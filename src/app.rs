// Licensed to the Apache Software Foundation (ASF) under one
// or more contributor license agreements.  See the NOTICE file
// distributed with this work for additional information
// regarding copyright ownership.  The ASF licenses this file
// to you under the Apache License, Version 2.0 (the
// "License"); you may not use this file except in compliance
// with the License.  You may obtain a copy of the License at
//
//   http://www.apache.org/licenses/LICENSE-2.0
//
// Unless required by applicable law or agreed to in writing,
// software distributed under the License is distributed on an
// "AS IS" BASIS, WITHOUT WARRANTIES OR CONDITIONS OF ANY
// KIND, either express or implied.  See the License for the
// specific language governing permissions and limitations
// under the License.

use std::{future::Future, sync::Arc, time::Instant};

use color_eyre::eyre::Result;
use crossterm::event::{KeyCode, KeyEvent};
use tokio::sync::mpsc::UnboundedSender;

use crate::{
    actions::{Action, ActionOutcome, Buttons},
    banner::Banners,
    domain::{DashboardData, NodesResponse, StatsSnapshot},
    email::EmailForm,
    event::{Event, UiData},
    http_client::HttpClient,
    infrastructure::Settings,
    nodes::{NodeTable, NodeTableState},
    polling::{ProgressPoll, RequestSequence},
};

#[derive(Clone, Copy, Debug, PartialEq, Eq)]
pub enum Views {
    Scrape,
    Nodes,
    Github,
    Opencti,
    Email,
}

impl Views {
    pub const ALL: [Views; 5] = [
        Views::Scrape,
        Views::Nodes,
        Views::Github,
        Views::Opencti,
        Views::Email,
    ];

    pub fn title(&self) -> &'static str {
        match self {
            Views::Scrape => "Scrape",
            Views::Nodes => "Nodes",
            Views::Github => "GitHub",
            Views::Opencti => "OpenCTI",
            Views::Email => "Email",
        }
    }

    pub fn hotkey(&self) -> char {
        match self {
            Views::Scrape => 's',
            Views::Nodes => 'n',
            Views::Github => 'g',
            Views::Opencti => 'o',
            Views::Email => 'e',
        }
    }

    fn from_hotkey(key: char) -> Option<Self> {
        Self::ALL.into_iter().find(|view| view.hotkey() == key)
    }

    fn position(&self) -> usize {
        Self::ALL
            .iter()
            .position(|view| view == self)
            .unwrap_or_default()
    }

    fn next(&self) -> Self {
        Self::ALL[(self.position() + 1) % Self::ALL.len()]
    }

    fn previous(&self) -> Self {
        Self::ALL[(self.position() + Self::ALL.len() - 1) % Self::ALL.len()]
    }

    /// The force action offered by a job view.
    pub fn force_action(&self) -> Option<Action> {
        match self {
            Views::Scrape => Some(Action::ForceScrape),
            Views::Github => Some(Action::ForceGithubUpload),
            Views::Opencti => Some(Action::ForceOpenctiImport),
            Views::Nodes | Views::Email => None,
        }
    }
}

pub struct App {
    pub should_quit: bool,
    pub event_tx: Option<UnboundedSender<Event>>,
    pub current_view: Views,

    pub dashboard_data: DashboardData,
    pub nodes: NodeTableState,
    pub buttons: Buttons,
    pub banners: Banners,
    pub email_form: EmailForm,

    // Help panel
    pub show_help: bool,

    // Node filter input
    pub search_mode: bool,
    pub search_query: String,

    pub http_client: Arc<HttpClient>,
    pub settings: Settings,

    stats_seq: RequestSequence,
    progress_poll: Option<ProgressPoll>,
}

impl App {
    pub fn new(config: Settings) -> Result<Self> {
        Ok(Self {
            current_view: Views::Scrape,
            should_quit: false,
            event_tx: None,
            dashboard_data: DashboardData::new(),
            nodes: NodeTableState::default(),
            buttons: Buttons::default(),
            banners: Banners::new(config.ui.banner_ttl()),
            email_form: EmailForm::default(),
            show_help: false,
            search_mode: false,
            search_query: String::new(),
            http_client: Arc::new(HttpClient::new(&config)?),
            settings: config,
            stats_seq: RequestSequence::default(),
            progress_poll: None,
        })
    }

    pub fn set_event_tx(&mut self, tx: UnboundedSender<Event>) {
        self.event_tx = Some(tx);
    }

    pub fn is_progress_polling(&self) -> bool {
        self.progress_poll.is_some()
    }

    pub fn handle_event(&mut self, event: Event) {
        match event {
            Event::Key(key) => self.on_key(key),
            Event::Tick => self.on_tick(),
            Event::Resize(_, _) => self.on_resize(),
            Event::PollStats => self.refresh_stats(),
            Event::ProgressPoll { remaining } => {
                tracing::debug!("OpenCTI progress poll, {remaining} left");
                self.refresh_stats();
                if remaining == 0 {
                    tracing::info!("OpenCTI progress poll exhausted");
                }
            }
            Event::DataLoaded { data } => self.on_data_loaded(data),
        }
    }

    pub fn on_tick(&mut self) {
        self.on_tick_at(Instant::now());
    }

    pub fn on_tick_at(&mut self, now: Instant) {
        self.buttons.restore_due(now);
        self.banners.expire(now);
        if self.progress_poll.as_ref().is_some_and(ProgressPoll::is_finished) {
            self.progress_poll = None;
        }
    }

    pub fn on_resize(&mut self) {
        if let Some(table) = self.nodes.table_mut() {
            table.adjust();
        }
    }

    pub fn on_key(&mut self, key: KeyEvent) {
        // Help panel takes priority
        if self.show_help {
            self.show_help = false;
            return;
        }

        if self.search_mode {
            self.on_search_key(key);
            return;
        }

        match key.code {
            KeyCode::Char('q') | KeyCode::Esc => {
                self.should_quit = true;
            }
            KeyCode::Char('?') | KeyCode::Char('h') => {
                self.show_help = true;
            }
            KeyCode::Tab => self.show_view(self.current_view.next()),
            KeyCode::BackTab => self.show_view(self.current_view.previous()),
            KeyCode::Char('r') => self.refresh_stats(),
            KeyCode::Char('x') => {
                self.banners.dismiss_latest(self.current_view);
            }
            KeyCode::Char(c) if Views::from_hotkey(c).is_some() => {
                if let Some(view) = Views::from_hotkey(c) {
                    self.show_view(view);
                }
            }
            _ => match self.current_view {
                Views::Scrape | Views::Github | Views::Opencti => self.on_job_key(key),
                Views::Nodes => self.on_nodes_key(key),
                Views::Email => self.on_email_key(key),
            },
        }
    }

    fn on_job_key(&mut self, key: KeyEvent) {
        if key.code == KeyCode::Char('f') {
            if let Some(action) = self.current_view.force_action() {
                self.trigger(action);
            }
        }
    }

    fn on_email_key(&mut self, key: KeyEvent) {
        match key.code {
            KeyCode::Up | KeyCode::Char('k') => self.email_form.move_up(),
            KeyCode::Down | KeyCode::Char('j') => self.email_form.move_down(),
            KeyCode::Char(' ') | KeyCode::Enter => self.email_form.toggle(),
            KeyCode::Char('w') => self.trigger(Action::SaveEmailSettings),
            KeyCode::Char('t') => self.trigger(Action::TestEmail),
            KeyCode::Char('T') => self.trigger(Action::TestSummaryEmail),
            _ => {}
        }
    }

    fn on_nodes_key(&mut self, key: KeyEvent) {
        if key.code == KeyCode::Char('/') {
            self.search_mode = true;
            return;
        }
        let Some(table) = self.nodes.table_mut() else {
            return;
        };
        match key.code {
            KeyCode::Up | KeyCode::Char('k') => table.select_previous(),
            KeyCode::Down | KeyCode::Char('j') => table.select_next(),
            KeyCode::Left | KeyCode::PageUp => table.previous_page(),
            KeyCode::Right | KeyCode::PageDown => table.next_page(),
            KeyCode::Char('[') => table.sort_previous_column(),
            KeyCode::Char(']') => table.sort_next_column(),
            KeyCode::Char('i') => table.toggle_order(),
            _ => {}
        }
    }

    fn on_search_key(&mut self, key: KeyEvent) {
        match key.code {
            KeyCode::Enter => self.search_mode = false,
            KeyCode::Esc => {
                self.search_mode = false;
                self.search_query.clear();
            }
            KeyCode::Backspace => {
                self.search_query.pop();
            }
            KeyCode::Char(c) => self.search_query.push(c),
            _ => return,
        }
        if let Some(table) = self.nodes.table_mut() {
            table.set_filter(&self.search_query);
        }
    }

    pub fn show_view(&mut self, view: Views) {
        self.current_view = view;
        if view != Views::Nodes {
            return;
        }
        match &mut self.nodes {
            NodeTableState::NotLoaded => self.load_nodes(),
            NodeTableState::Ready(table) => table.adjust(),
            NodeTableState::Loading | NodeTableState::Failed(_) => {}
        }
    }

    /// Dispatches a stats request. Its response is applied only if no newer
    /// response has been applied in the meantime.
    pub fn refresh_stats(&mut self) {
        let seq = self.stats_seq.next();
        let client = Arc::clone(&self.http_client);
        tracing::trace!("Requesting stats #{seq}");
        self.spawn_request(async move {
            let result = client.get_stats().await.map_err(|e| e.to_string());
            UiData::Stats { seq, result }
        });
    }

    pub fn load_nodes(&mut self) {
        let client = Arc::clone(&self.http_client);
        let delay = self.settings.ui.table_build_delay();
        let started = self.spawn_request(async move {
            let result = client.get_nodes().await.map_err(|e| e.to_string());
            if result.is_ok() && !delay.is_zero() {
                tokio::time::sleep(delay).await;
            }
            UiData::Nodes(result)
        });
        if started {
            tracing::info!("Loading node data");
            self.nodes = NodeTableState::Loading;
        }
    }

    /// Presses a button. Does nothing while the button is disabled.
    pub fn trigger(&mut self, action: Action) {
        if !self.buttons.begin(action) {
            tracing::debug!("{action:?} is already running");
            return;
        }
        tracing::info!("Triggering {action:?}");
        let client = Arc::clone(&self.http_client);
        let email = self.email_form.settings();
        let started = self.spawn_request(async move {
            let outcome = ActionOutcome::from_result(action.perform(&client, email).await);
            UiData::Action { action, outcome }
        });
        if !started {
            self.buttons.complete(action, None, Instant::now());
        }
    }

    fn spawn_request<F>(&self, request: F) -> bool
    where
        F: Future<Output = UiData> + Send + 'static,
    {
        let Some(tx) = self.event_tx.clone() else {
            tracing::warn!("Cannot dispatch a request, event_tx is not set");
            return false;
        };
        tokio::spawn(async move {
            let data = request.await;
            if let Err(e) = tx.send(Event::DataLoaded { data }) {
                tracing::error!("Failed to deliver loaded data: {e:?}");
            }
        });
        true
    }

    fn on_data_loaded(&mut self, data: UiData) {
        match data {
            UiData::Stats { seq, result } => self.on_stats(seq, result),
            UiData::Nodes(result) => self.on_nodes(result),
            UiData::Action { action, outcome } => {
                self.on_action_completed(action, outcome, Instant::now())
            }
        }
    }

    fn on_stats(&mut self, seq: u64, result: Result<StatsSnapshot, String>) {
        if !self.stats_seq.accept(seq) {
            tracing::debug!("Dropping stale stats response #{seq}");
            return;
        }
        let data = std::mem::take(&mut self.dashboard_data);
        match result {
            Ok(snapshot) => {
                if let Some(config) = &snapshot.config {
                    self.email_form.sync(config);
                }
                let finished = self
                    .progress_poll
                    .as_mut()
                    .is_some_and(|poll| poll.observe(seq, &snapshot));
                if finished {
                    tracing::info!("OpenCTI import finished, stopping the progress poll");
                    self.stop_progress_poll();
                }
                self.dashboard_data = data.with_snapshot(snapshot);
            }
            Err(e) => {
                tracing::error!("Failed to load the stats: {e}");
                self.dashboard_data = data.with_error(e);
            }
        }
    }

    fn on_nodes(&mut self, result: Result<NodesResponse, String>) {
        self.nodes = match result {
            Ok(response) => {
                tracing::info!("Loaded {} nodes", response.nodes.len());
                let mut table = NodeTable::new(&response, self.settings.ui.page_size);
                if !self.search_query.is_empty() {
                    table.set_filter(&self.search_query);
                }
                NodeTableState::Ready(table)
            }
            Err(e) => {
                tracing::error!("Failed to load the node data: {e}");
                NodeTableState::Failed(e)
            }
        };
    }

    pub fn on_action_completed(&mut self, action: Action, outcome: ActionOutcome, now: Instant) {
        self.buttons
            .complete(action, action.restore_delay(&self.settings), now);

        let (tone, message) = action.banner(&outcome);
        self.banners.push(action.view(), tone, message, now);

        if !outcome.is_success() {
            return;
        }
        if action == Action::SaveEmailSettings {
            self.email_form.mark_saved();
        }
        if action.starts_progress_poll() {
            self.start_progress_poll();
        }
        if action.refreshes_stats() {
            self.refresh_stats();
        }
        // only a table that has been shown is reloaded
        if action.reloads_nodes()
            && self.nodes.is_requested()
            && !matches!(self.nodes, NodeTableState::Loading)
        {
            self.load_nodes();
        }
    }

    fn start_progress_poll(&mut self) {
        self.stop_progress_poll();
        let Some(tx) = self.event_tx.clone() else {
            return;
        };
        tracing::info!("Starting the OpenCTI progress poll");
        self.progress_poll = Some(ProgressPoll::start(
            tx,
            self.settings.polling.progress_interval(),
            self.settings.polling.progress_max_polls,
            self.stats_seq.upcoming(),
        ));
    }

    fn stop_progress_poll(&mut self) {
        if let Some(poll) = self.progress_poll.take() {
            poll.cancel();
        }
    }

    pub fn shutdown(&mut self) {
        self.stop_progress_poll();
    }
}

* WHAT TO PRODUCE
Among the lines of the data, identify those with the word "DashboardData". Copy each of them.

* RESPONSE
    domain::{DashboardData, NodesResponse, StatsSnapshot},
    pub dashboard_data: DashboardData,
            dashboard_data: DashboardData::new(),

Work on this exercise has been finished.